На этом в этот день всё и закончилось. Цилькер с фэсэошником убрались с десятью миллионами евро восвояси, оставив на столе в холле связки ключей и кучу брелоков с пультами, и посоветовав по всем бытовым вопросам обращаться к таджику Бурхарбаеву. Тому самому, что рыхлил днём землю у ирисов. А Фёдор, заперев в сейфе драгоценную бумагу, удостоверяющую его право собственника, отправился в спальню, выкрашенную в цвет фуксии, где его действительно охватило чувство тихого, сдержанного ликования.

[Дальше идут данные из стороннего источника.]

//! Tenant, brand, and saved-search access.

use sqlx::Row;

use crate::types::{Brand, IcpProfile, TargetingPreferences, Tenant};

use super::{Store, StoreError};

impl Store {
    /// Fetch a tenant by id.
    ///
    /// # Errors
    ///
    /// Returns [`StoreError::NotFound`] when no such tenant exists.
    pub async fn get_tenant(&self, tenant_id: i64) -> Result<Tenant, StoreError> {
        let row = sqlx::query(
            "SELECT id, name, active_email_provider, active_linkedin_provider, \
             enabled_channels, enabled_data_sources, icp, targeting, llm_provider, \
             llm_model, notify_channel \
             FROM tenants WHERE id = ?1",
        )
        .bind(tenant_id)
        .fetch_optional(self.pool())
        .await?
        .ok_or(StoreError::NotFound {
            entity: "tenant",
            id: tenant_id,
        })?;
        tenant_from_row(&row)
    }

    /// All tenants, for the learning cron fan-out.
    ///
    /// # Errors
    ///
    /// Returns [`StoreError::Database`] on query failure.
    pub async fn list_tenants(&self) -> Result<Vec<Tenant>, StoreError> {
        let rows = sqlx::query(
            "SELECT id, name, active_email_provider, active_linkedin_provider, \
             enabled_channels, enabled_data_sources, icp, targeting, llm_provider, \
             llm_model, notify_channel \
             FROM tenants ORDER BY id",
        )
        .fetch_all(self.pool())
        .await?;
        rows.iter().map(tenant_from_row).collect()
    }

    /// Tenants whose `enabled_data_sources` JSON array contains `kind`.
    /// SQLite has no native array-contains, so this matches the quoted
    /// element inside the serialized array.
    ///
    /// # Errors
    ///
    /// Returns [`StoreError::Database`] on query failure.
    pub async fn list_tenants_with_data_source(
        &self,
        kind: &str,
    ) -> Result<Vec<Tenant>, StoreError> {
        let needle = format!("%\"{kind}\"%");
        let rows = sqlx::query(
            "SELECT id, name, active_email_provider, active_linkedin_provider, \
             enabled_channels, enabled_data_sources, icp, targeting, llm_provider, \
             llm_model, notify_channel \
             FROM tenants WHERE enabled_data_sources LIKE ?1 ORDER BY id",
        )
        .bind(needle)
        .fetch_all(self.pool())
        .await?;
        rows.iter().map(tenant_from_row).collect()
    }

    /// Fetch a brand by id, scoped to a tenant.
    ///
    /// # Errors
    ///
    /// Returns [`StoreError::NotFound`] when no such brand exists.
    pub async fn get_brand(&self, tenant_id: i64, brand_id: i64) -> Result<Brand, StoreError> {
        let row = sqlx::query(
            "SELECT id, tenant_id, name, voice, value_proposition, differentiators, icp \
             FROM brands WHERE id = ?1 AND tenant_id = ?2",
        )
        .bind(brand_id)
        .bind(tenant_id)
        .fetch_optional(self.pool())
        .await?
        .ok_or(StoreError::NotFound {
            entity: "brand",
            id: brand_id,
        })?;

        Ok(Brand {
            id: row.try_get("id")?,
            tenant_id: row.try_get("tenant_id")?,
            name: row.try_get("name")?,
            voice: row.try_get("voice")?,
            value_proposition: row.try_get("value_proposition")?,
            differentiators: serde_json::from_str(row.try_get("differentiators")?)?,
            icp: parse_json_opt(row.try_get("icp")?)?,
        })
    }

    /// Rolled-up tenant activity counts since a cut-off, for the daily
    /// summary notification.
    ///
    /// # Errors
    ///
    /// Returns [`StoreError::Database`] on query failure.
    pub async fn tenant_activity_since(
        &self,
        tenant_id: i64,
        since: &str,
    ) -> Result<TenantActivity, StoreError> {
        let row = sqlx::query(
            "SELECT \
             (SELECT COUNT(*) FROM leads WHERE tenant_id = ?1 AND created_at >= ?2) AS leads, \
             (SELECT COUNT(*) FROM outreach_events WHERE tenant_id = ?1 AND sent_at >= ?2) AS sends, \
             (SELECT COUNT(*) FROM engagement_events WHERE tenant_id = ?1 \
              AND occurred_at >= ?2 AND event_type IN ('reply', 'positive_reply')) AS replies",
        )
        .bind(tenant_id)
        .bind(since)
        .fetch_one(self.pool())
        .await?;
        Ok(TenantActivity {
            leads_ingested: row.try_get("leads")?,
            outreach_sent: row.try_get("sends")?,
            replies: row.try_get("replies")?,
        })
    }

    /// Saved prospect-search parameters by id.
    ///
    /// # Errors
    ///
    /// Returns [`StoreError::NotFound`] when no such search exists.
    pub async fn get_saved_search(
        &self,
        tenant_id: i64,
        search_id: i64,
    ) -> Result<serde_json::Value, StoreError> {
        let row = sqlx::query("SELECT params FROM saved_searches WHERE id = ?1 AND tenant_id = ?2")
            .bind(search_id)
            .bind(tenant_id)
            .fetch_optional(self.pool())
            .await?
            .ok_or(StoreError::NotFound {
                entity: "saved_search",
                id: search_id,
            })?;
        let params: String = row.try_get("params")?;
        Ok(serde_json::from_str(&params)?)
    }
}

/// Daily-summary counts for one tenant.
#[derive(Debug, Clone, Copy)]
pub struct TenantActivity {
    /// Leads ingested in the window.
    pub leads_ingested: i64,
    /// Outreach sends in the window.
    pub outreach_sent: i64,
    /// Replies in the window.
    pub replies: i64,
}

fn tenant_from_row(row: &sqlx::sqlite::SqliteRow) -> Result<Tenant, StoreError> {
    let icp: Option<IcpProfile> = parse_json_opt(row.try_get("icp")?)?;
    let targeting: Option<TargetingPreferences> = parse_json_opt(row.try_get("targeting")?)?;
    Ok(Tenant {
        id: row.try_get("id")?,
        name: row.try_get("name")?,
        active_email_provider: row.try_get("active_email_provider")?,
        active_linkedin_provider: row.try_get("active_linkedin_provider")?,
        enabled_channels: serde_json::from_str(row.try_get("enabled_channels")?)?,
        enabled_data_sources: serde_json::from_str(row.try_get("enabled_data_sources")?)?,
        icp,
        targeting,
        llm_provider: row.try_get("llm_provider")?,
        llm_model: row.try_get("llm_model")?,
        notify_channel: row.try_get("notify_channel")?,
    })
}

fn parse_json_opt<T: serde::de::DeserializeOwned>(
    value: Option<&str>,
) -> Result<Option<T>, StoreError> {
    value
        .map(serde_json::from_str)
        .transpose()
        .map_err(StoreError::from)
}
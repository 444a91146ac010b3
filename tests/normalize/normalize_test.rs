//! Source-dispatched normalization.

use serde_json::json;

use cadence::normalize::{normalize, normalize_revenue, parse_employee_count};
use cadence::types::LeadSource;

#[test]
fn pixel_record_maps_canonical_fields() {
    let raw = json!({
        "email": "alice@acme.io",
        "first_name": "Alice",
        "last_name": "Zhou",
        "job_title": "VP Marketing",
        "company": "Acme",
        "company_employee_count": 120,
        "company_industry": "retail",
        "page": "/pricing",
        "time_on_page": 45000,
    });
    let lead = normalize(&raw, LeadSource::Pixel);
    assert_eq!(lead.email.as_deref(), Some("alice@acme.io"));
    assert_eq!(lead.company_name.as_deref(), Some("Acme"));
    assert_eq!(lead.company_employee_count, Some(120));
    assert_eq!(lead.page.as_deref(), Some("/pricing"));
    assert_eq!(lead.dwell_ms, Some(45000));
    assert!(lead.has_required_fields());
}

#[test]
fn apollo_combined_name_splits() {
    let raw = json!({
        "email": "bo@apex.dev",
        "name": "Bo Larsen",
        "organization_name": "Apex",
        "title": "CTO",
    });
    let lead = normalize(&raw, LeadSource::Apollo);
    assert_eq!(lead.first_name.as_deref(), Some("Bo"));
    assert_eq!(lead.last_name.as_deref(), Some("Larsen"));
    assert_eq!(lead.company_name.as_deref(), Some("Apex"));
    assert_eq!(lead.job_title.as_deref(), Some("CTO"));
}

#[test]
fn whitespace_only_values_become_none() {
    let raw = json!({"email": "   ", "company": "Acme", "job_title": ""});
    let lead = normalize(&raw, LeadSource::Manual);
    assert!(lead.email.is_none());
    assert!(lead.job_title.is_none());
    assert!(!lead.has_required_fields());
}

#[test]
fn employee_ranges_collapse_to_midpoint() {
    let raw = json!({"email": "x@y.z", "company": "Y", "employee_count": "50-100"});
    let lead = normalize(&raw, LeadSource::Intent);
    assert_eq!(lead.company_employee_count, Some(75));
}

#[test]
fn revenue_normalizes_to_canonical_form() {
    assert_eq!(normalize_revenue("$10M-$50M").as_deref(), Some("$30M"));
    assert_eq!(normalize_revenue("750k").as_deref(), Some("$750K"));
    assert_eq!(normalize_revenue("1.5B").as_deref(), Some("$1.5B"));
    assert_eq!(normalize_revenue("garbage"), None);
}

#[test]
fn employee_count_parses_suffixes_and_plain() {
    assert_eq!(parse_employee_count("1.2k"), Some(1200));
    assert_eq!(parse_employee_count("230"), Some(230));
    assert_eq!(parse_employee_count(""), None);
    assert_eq!(parse_employee_count("many"), None);
}

#[test]
fn normalize_is_idempotent_for_every_source() {
    let raw = json!({
        "email": "alice@acme.io",
        "first_name": "Alice",
        "company": "Acme Corp",
        "employee_count": "11-50",
        "revenue": "$5M",
        "page": "/demo",
    });
    for source in [
        LeadSource::Pixel,
        LeadSource::Intent,
        LeadSource::Apollo,
        LeadSource::Manual,
    ] {
        let once = normalize(&raw, source);
        let round = serde_json::to_value(&once).expect("serializes");
        let twice = normalize(&round, source);
        assert_eq!(once, twice, "normalize must be idempotent for {source:?}");
    }
}
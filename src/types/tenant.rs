//! Tenant and brand configuration: the root isolation unit and its ICP.

use serde::{Deserialize, Serialize};

/// Root isolation unit. Everything tenant-specific is fetched from the
/// store; the core holds no per-tenant globals.
#[derive(Debug, Clone, Serialize, Deserialize)]
pub struct Tenant {
    /// Store row id.
    pub id: i64,
    /// Display name.
    pub name: String,
    /// Registered adapter name for the email arm (e.g. "instantly").
    pub active_email_provider: Option<String>,
    /// Registered adapter name for the LinkedIn arm (e.g. "heyreach").
    pub active_linkedin_provider: Option<String>,
    /// Channels this tenant may deploy to ("email", "linkedin").
    pub enabled_channels: Vec<String>,
    /// Data source kinds this tenant ingests from.
    pub enabled_data_sources: Vec<String>,
    /// Ideal customer profile; brands may override.
    pub icp: Option<IcpProfile>,
    /// Preference weights applied on top of intent scoring.
    pub targeting: Option<TargetingPreferences>,
    /// LLM adapter name (e.g. "anthropic").
    pub llm_provider: Option<String>,
    /// Model identifier passed to the LLM adapter.
    pub llm_model: Option<String>,
    /// Notifier channel for human-review escalations and summaries.
    pub notify_channel: Option<String>,
}

/// Brand: owns campaigns; optionally overrides the tenant ICP.
#[derive(Debug, Clone, Serialize, Deserialize)]
pub struct Brand {
    /// Store row id.
    pub id: i64,
    /// Owning tenant.
    pub tenant_id: i64,
    /// Brand name.
    pub name: String,
    /// Voice and tone guidance fed to generation.
    pub voice: Option<String>,
    /// Value proposition paragraph.
    pub value_proposition: Option<String>,
    /// Differentiator bullet points.
    pub differentiators: Vec<String>,
    /// Brand-scoped ICP; when set it wins over the tenant ICP.
    pub icp: Option<IcpProfile>,
}

impl Brand {
    /// Effective ICP for this brand: the brand override when present,
    /// otherwise the tenant's.
    pub fn effective_icp<'a>(&'a self, tenant: &'a Tenant) -> Option<&'a IcpProfile> {
        self.icp.as_ref().or(tenant.icp.as_ref())
    }
}

/// Ideal customer profile: account criteria, personas, and buying triggers.
#[derive(Debug, Clone, Default, Serialize, Deserialize)]
pub struct IcpProfile {
    /// Firmographic criteria (industry, employee range, ...).
    #[serde(default)]
    pub account_criteria: Vec<AccountCriterion>,
    /// Target personas.
    #[serde(default)]
    pub personas: Vec<PersonaSpec>,
    /// Textual signals that indicate buying readiness.
    #[serde(default)]
    pub triggers: Vec<TriggerSpec>,
    /// Hard disqualifier rules (titles, industries).
    #[serde(default)]
    pub disqualifiers: Vec<String>,
}

/// One firmographic criterion with its priority.
#[derive(Debug, Clone, Serialize, Deserialize)]
pub struct AccountCriterion {
    /// Field the criterion applies to ("industry", "employee_count", ...).
    pub field: String,
    /// Accepted values or ranges for the field.
    pub values: Vec<String>,
    /// "high" criteria seed Apollo search synthesis.
    #[serde(default)]
    pub priority: String,
}

/// A persona the tenant sells to.
#[derive(Debug, Clone, Serialize, Deserialize)]
pub struct PersonaSpec {
    /// Persona label (e.g. "Marketing leader").
    pub name: String,
    /// Job titles matching this persona.
    pub titles: Vec<String>,
    /// Seniority keywords ("vp", "director").
    #[serde(default)]
    pub seniority: Vec<String>,
}

/// A buying-readiness trigger and where to look for it.
#[derive(Debug, Clone, Serialize, Deserialize)]
pub struct TriggerSpec {
    /// Trigger label (e.g. "recent funding").
    pub name: String,
    /// Research source to search: "personal_linkedin", "company_linkedin",
    /// "web" or "any".
    pub source: String,
    /// Keyword list searched in the source blob.
    pub what_to_look_for: Vec<String>,
    /// Relative impact weight in [0,1].
    #[serde(default = "default_impact")]
    pub impact: f64,
}

fn default_impact() -> f64 {
    0.5
}

/// Preference weights nudging intent scoring per tenant.
///
/// A weight of 1.0 is neutral; above 1.0 adds a fraction of the field's
/// base points, below 1.0 subtracts.
#[derive(Debug, Clone, Default, Serialize, Deserialize)]
pub struct TargetingPreferences {
    /// Individual weighted matchers.
    #[serde(default)]
    pub weights: Vec<PreferenceWeight>,
}

/// One weighted matcher over a scored field.
#[derive(Debug, Clone, Serialize, Deserialize)]
pub struct PreferenceWeight {
    /// Scored field this weight applies to.
    pub field: PreferenceField,
    /// Case-insensitive substring matched against the lead's field value.
    pub matches: String,
    /// Multiplier; 1.0 neutral.
    pub weight: f64,
}

/// Fields that accept targeting-preference weights.
#[derive(Debug, Clone, Copy, PartialEq, Eq, Serialize, Deserialize)]
#[serde(rename_all = "snake_case")]
pub enum PreferenceField {
    /// Company industry.
    Industry,
    /// Job title.
    Title,
    /// Company revenue band.
    Revenue,
    /// Company employee count band.
    CompanySize,
}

В ванной комнате его ожидал ещё один сюрприз – гидромассажная ванна, куда он и плюхнулся, предварительно заполнив ёмкость тёплой водой с добавлением океанической соли. Там, находясь в состоянии блаженного ступора, едва не заснул. Но всё-таки нашёл в себе силы после примерно часа водных процедур выбраться из булькающей купели и добрести до кровати. Чтобы почти сразу погрузиться в кошмар, в котором его, в тысяче жутких обличий, преследовал начальник местного подразделения Федеральной Службы Охраны Владимир Иванович Едрёнкин. Фёдор с двумя тяжёлыми чемоданами бежал подземными барсучьми ходами, думая, что это путь к спасению. Но впереди его ждал охраняемый снайперами забор – тот самый, стандартный, не ниже и не выше, который ни перепрыгнуть, ни обойти. Ничего не оставалось, кроме, как завыть от отчаяния – громко и протяжно, – думая, что сошёл с ума, поскольку собственный пронзительный вой сливался с шумом работающего на холостом ходу двигателя.